== Assignment ==
Going down the data below, set down exactly the line with "(ReceiverWaiting | SenderWaiting)" and each line after it through the line with "parked or a transfer is in"; no other lines.

(Records from a collection)
------------------------------------

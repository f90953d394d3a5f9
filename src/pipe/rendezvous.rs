//! Per-path rendezvous between one sender and one receiver.
//!
//! # Responsibilities
//! - Enforce exclusivity: at most one waiting receiver, at most one sender
//!   per pipe instance
//! - Block whichever party arrives first until the other shows up
//! - Recover a pipe whose waiting party disconnected before being matched
//!
//! # Design Decisions
//! - One enumerated state behind a `std::sync::Mutex`; the lock is held only
//!   for the transition itself, never across an await point
//! - The receiver slot is the parked response channel; capacity one falls
//!   out of the state machine rather than a queue
//! - A closed channel found during a transition means the waiting party is
//!   gone; its place is released instead of being honored

use std::sync::{Mutex, PoisonError};

use axum::response::Response;
use thiserror::Error;
use tokio::sync::oneshot;

/// Handle through which the sender delivers the receiver's response.
///
/// Dropping the paired receiver (client disconnect) is observable via
/// [`oneshot::Sender::is_closed`], which is what drives stale-peer eviction.
pub type ResponseSink = oneshot::Sender<Response>;

/// Rejection returned when a pipe already has a party in the requested role.
#[derive(Debug, Error, PartialEq, Eq)]
pub enum PipeBusy {
    /// A receiver is already parked, or a transfer is in progress.
    #[error("the number of receivers has reached limits")]
    ReceiverLimit,
    /// Another sender already claimed this pipe instance.
    #[error("another sender has been connected")]
    SenderConnected,
}

/// Outcome of a successful sender claim.
#[derive(Debug)]
pub enum SenderClaim {
    /// A receiver was already parked; its response sink is handed over.
    Matched(ResponseSink),
    /// No receiver yet; resolves once one joins this pipe.
    Pending(oneshot::Receiver<ResponseSink>),
}

enum PipeState {
    Idle,
    ReceiverWaiting {
        sink: ResponseSink,
    },
    SenderWaiting {
        handoff: oneshot::Sender<ResponseSink>,
    },
    Transferring,
}

/// Rendezvous object coordinating exactly one sender and one receiver.
///
/// Lifecycle: `Idle → (ReceiverWaiting | SenderWaiting) → Transferring`,
/// then the owning registry entry is removed and the pipe becomes
/// unreachable. Either arrival order works; the first party suspends until
/// the second one shows up.
pub struct Pipe {
    state: Mutex<PipeState>,
}

impl Pipe {
    pub fn new() -> Self {
        Self {
            state: Mutex::new(PipeState::Idle),
        }
    }

    fn lock(&self) -> std::sync::MutexGuard<'_, PipeState> {
        self.state.lock().unwrap_or_else(PoisonError::into_inner)
    }

    /// Join as the receiver. On success the caller suspends on the returned
    /// channel until the sender delivers the response.
    ///
    /// Rejected when a live receiver is already parked or a transfer is in
    /// progress. A parked receiver whose client has disconnected is evicted
    /// and replaced rather than counted against the limit.
    pub fn join_receiver(&self) -> Result<oneshot::Receiver<Response>, PipeBusy> {
        let mut state = self.lock();
        match std::mem::replace(&mut *state, PipeState::Transferring) {
            PipeState::Idle => {
                let (sink, waiting) = oneshot::channel();
                *state = PipeState::ReceiverWaiting { sink };
                Ok(waiting)
            }
            PipeState::ReceiverWaiting { sink } if sink.is_closed() => {
                // The parked receiver went away before a sender arrived.
                let (sink, waiting) = oneshot::channel();
                *state = PipeState::ReceiverWaiting { sink };
                Ok(waiting)
            }
            previous @ PipeState::ReceiverWaiting { .. } => {
                *state = previous;
                Err(PipeBusy::ReceiverLimit)
            }
            PipeState::SenderWaiting { handoff } => {
                let (sink, waiting) = oneshot::channel();
                match handoff.send(sink) {
                    Ok(()) => {
                        // Matched: the parked sender now owns the sink.
                        *state = PipeState::Transferring;
                        Ok(waiting)
                    }
                    Err(sink) => {
                        // The claiming sender was cancelled while waiting;
                        // release its claim and park this receiver instead.
                        *state = PipeState::ReceiverWaiting { sink };
                        Ok(waiting)
                    }
                }
            }
            PipeState::Transferring => {
                *state = PipeState::Transferring;
                Err(PipeBusy::ReceiverLimit)
            }
        }
    }

    /// Claim the sender role. Succeeds at most once per live claim: a second
    /// sender is rejected immediately with no retry.
    ///
    /// If the previous claimant was cancelled before a receiver arrived, its
    /// abandoned claim is released and the new sender takes over.
    pub fn claim_sender(&self) -> Result<SenderClaim, PipeBusy> {
        let mut state = self.lock();
        match std::mem::replace(&mut *state, PipeState::Transferring) {
            PipeState::Idle => {
                let (handoff, pending) = oneshot::channel();
                *state = PipeState::SenderWaiting { handoff };
                Ok(SenderClaim::Pending(pending))
            }
            PipeState::ReceiverWaiting { sink } => {
                // State stays Transferring until the registry entry is removed.
                Ok(SenderClaim::Matched(sink))
            }
            PipeState::SenderWaiting { handoff } if handoff.is_closed() => {
                let (handoff, pending) = oneshot::channel();
                *state = PipeState::SenderWaiting { handoff };
                Ok(SenderClaim::Pending(pending))
            }
            previous @ PipeState::SenderWaiting { .. } => {
                *state = previous;
                Err(PipeBusy::SenderConnected)
            }
            PipeState::Transferring => {
                *state = PipeState::Transferring;
                Err(PipeBusy::SenderConnected)
            }
        }
    }
}

impl Default for Pipe {
    fn default() -> Self {
        Self::new()
    }
}

impl std::fmt::Debug for Pipe {
    fn fmt(&self, f: &mut std::fmt::Formatter<'_>) -> std::fmt::Result {
        let state = match &*self.lock() {
            PipeState::Idle => "Idle",
            PipeState::ReceiverWaiting { .. } => "ReceiverWaiting",
            PipeState::SenderWaiting { .. } => "SenderWaiting",
            PipeState::Transferring => "Transferring",
        };
        f.debug_struct("Pipe").field("state", &state).finish()
    }
}

#[cfg(test)]
mod tests {
    use super::*;
    use axum::body::Body;

    fn response(marker: &str) -> Response {
        Response::new(Body::from(marker.to_string()))
    }

    #[tokio::test]
    async fn receiver_first_then_sender_matches() {
        let pipe = Pipe::new();
        let waiting = pipe.join_receiver().unwrap();

        let sink = match pipe.claim_sender().unwrap() {
            SenderClaim::Matched(sink) => sink,
            SenderClaim::Pending(_) => panic!("receiver was parked, claim must match"),
        };
        sink.send(response("ok")).unwrap();
        waiting.await.unwrap();
    }

    #[tokio::test]
    async fn sender_first_then_receiver_matches() {
        let pipe = Pipe::new();
        let pending = match pipe.claim_sender().unwrap() {
            SenderClaim::Pending(pending) => pending,
            SenderClaim::Matched(_) => panic!("no receiver yet, claim must be pending"),
        };

        let waiting = pipe.join_receiver().unwrap();
        let sink = pending.await.unwrap();
        sink.send(response("ok")).unwrap();
        waiting.await.unwrap();
    }

    #[tokio::test]
    async fn second_receiver_is_rejected() {
        let pipe = Pipe::new();
        let _waiting = pipe.join_receiver().unwrap();
        assert_eq!(pipe.join_receiver().unwrap_err(), PipeBusy::ReceiverLimit);
    }

    #[tokio::test]
    async fn second_sender_is_rejected() {
        let pipe = Pipe::new();
        let _pending = match pipe.claim_sender().unwrap() {
            SenderClaim::Pending(pending) => pending,
            SenderClaim::Matched(_) => unreachable!(),
        };
        assert_eq!(pipe.claim_sender().unwrap_err(), PipeBusy::SenderConnected);
    }

    #[tokio::test]
    async fn receiver_rejected_while_transferring() {
        let pipe = Pipe::new();
        let _waiting = pipe.join_receiver().unwrap();
        let _sink = pipe.claim_sender().unwrap();
        assert_eq!(pipe.join_receiver().unwrap_err(), PipeBusy::ReceiverLimit);
    }

    #[tokio::test]
    async fn sender_rejected_while_transferring() {
        let pipe = Pipe::new();
        let _waiting = pipe.join_receiver().unwrap();
        let _sink = pipe.claim_sender().unwrap();
        assert_eq!(pipe.claim_sender().unwrap_err(), PipeBusy::SenderConnected);
    }

    #[tokio::test]
    async fn disconnected_receiver_is_evicted() {
        let pipe = Pipe::new();
        let waiting = pipe.join_receiver().unwrap();
        drop(waiting);

        // The stale slot must not count against the limit.
        let _waiting = pipe.join_receiver().unwrap();
    }

    #[tokio::test]
    async fn cancelled_sender_releases_its_claim_to_a_receiver() {
        let pipe = Pipe::new();
        let pending = match pipe.claim_sender().unwrap() {
            SenderClaim::Pending(pending) => pending,
            SenderClaim::Matched(_) => unreachable!(),
        };
        drop(pending);

        // The receiver parks itself instead of feeding a dead sender.
        let waiting = pipe.join_receiver().unwrap();
        let sink = match pipe.claim_sender().unwrap() {
            SenderClaim::Matched(sink) => sink,
            SenderClaim::Pending(_) => panic!("receiver is parked after fallback"),
        };
        sink.send(response("ok")).unwrap();
        waiting.await.unwrap();
    }

    #[tokio::test]
    async fn cancelled_sender_releases_its_claim_to_a_new_sender() {
        let pipe = Pipe::new();
        let pending = match pipe.claim_sender().unwrap() {
            SenderClaim::Pending(pending) => pending,
            SenderClaim::Matched(_) => unreachable!(),
        };
        drop(pending);

        assert!(matches!(
            pipe.claim_sender().unwrap(),
            SenderClaim::Pending(_)
        ));
    }
}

------------------------------------

== Result of the task ==
/// Lifecycle: `Idle → (ReceiverWaiting | SenderWaiting) → Transferring`,
/// then the owning registry entry is removed and the pipe becomes
/// unreachable. Either arrival order works; the first party suspends until
/// the second one shows up.
pub struct Pipe {
    state: Mutex<PipeState>,
}

impl Pipe {
    pub fn new() -> Self {
        Self {
            state: Mutex::new(PipeState::Idle),
        }
    }

    fn lock(&self) -> std::sync::MutexGuard<'_, PipeState> {
        self.state.lock().unwrap_or_else(PoisonError::into_inner)
    }

    /// Join as the receiver. On success the caller suspends on the returned
    /// channel until the sender delivers the response.
    ///
    /// Rejected when a live receiver is already parked or a transfer is in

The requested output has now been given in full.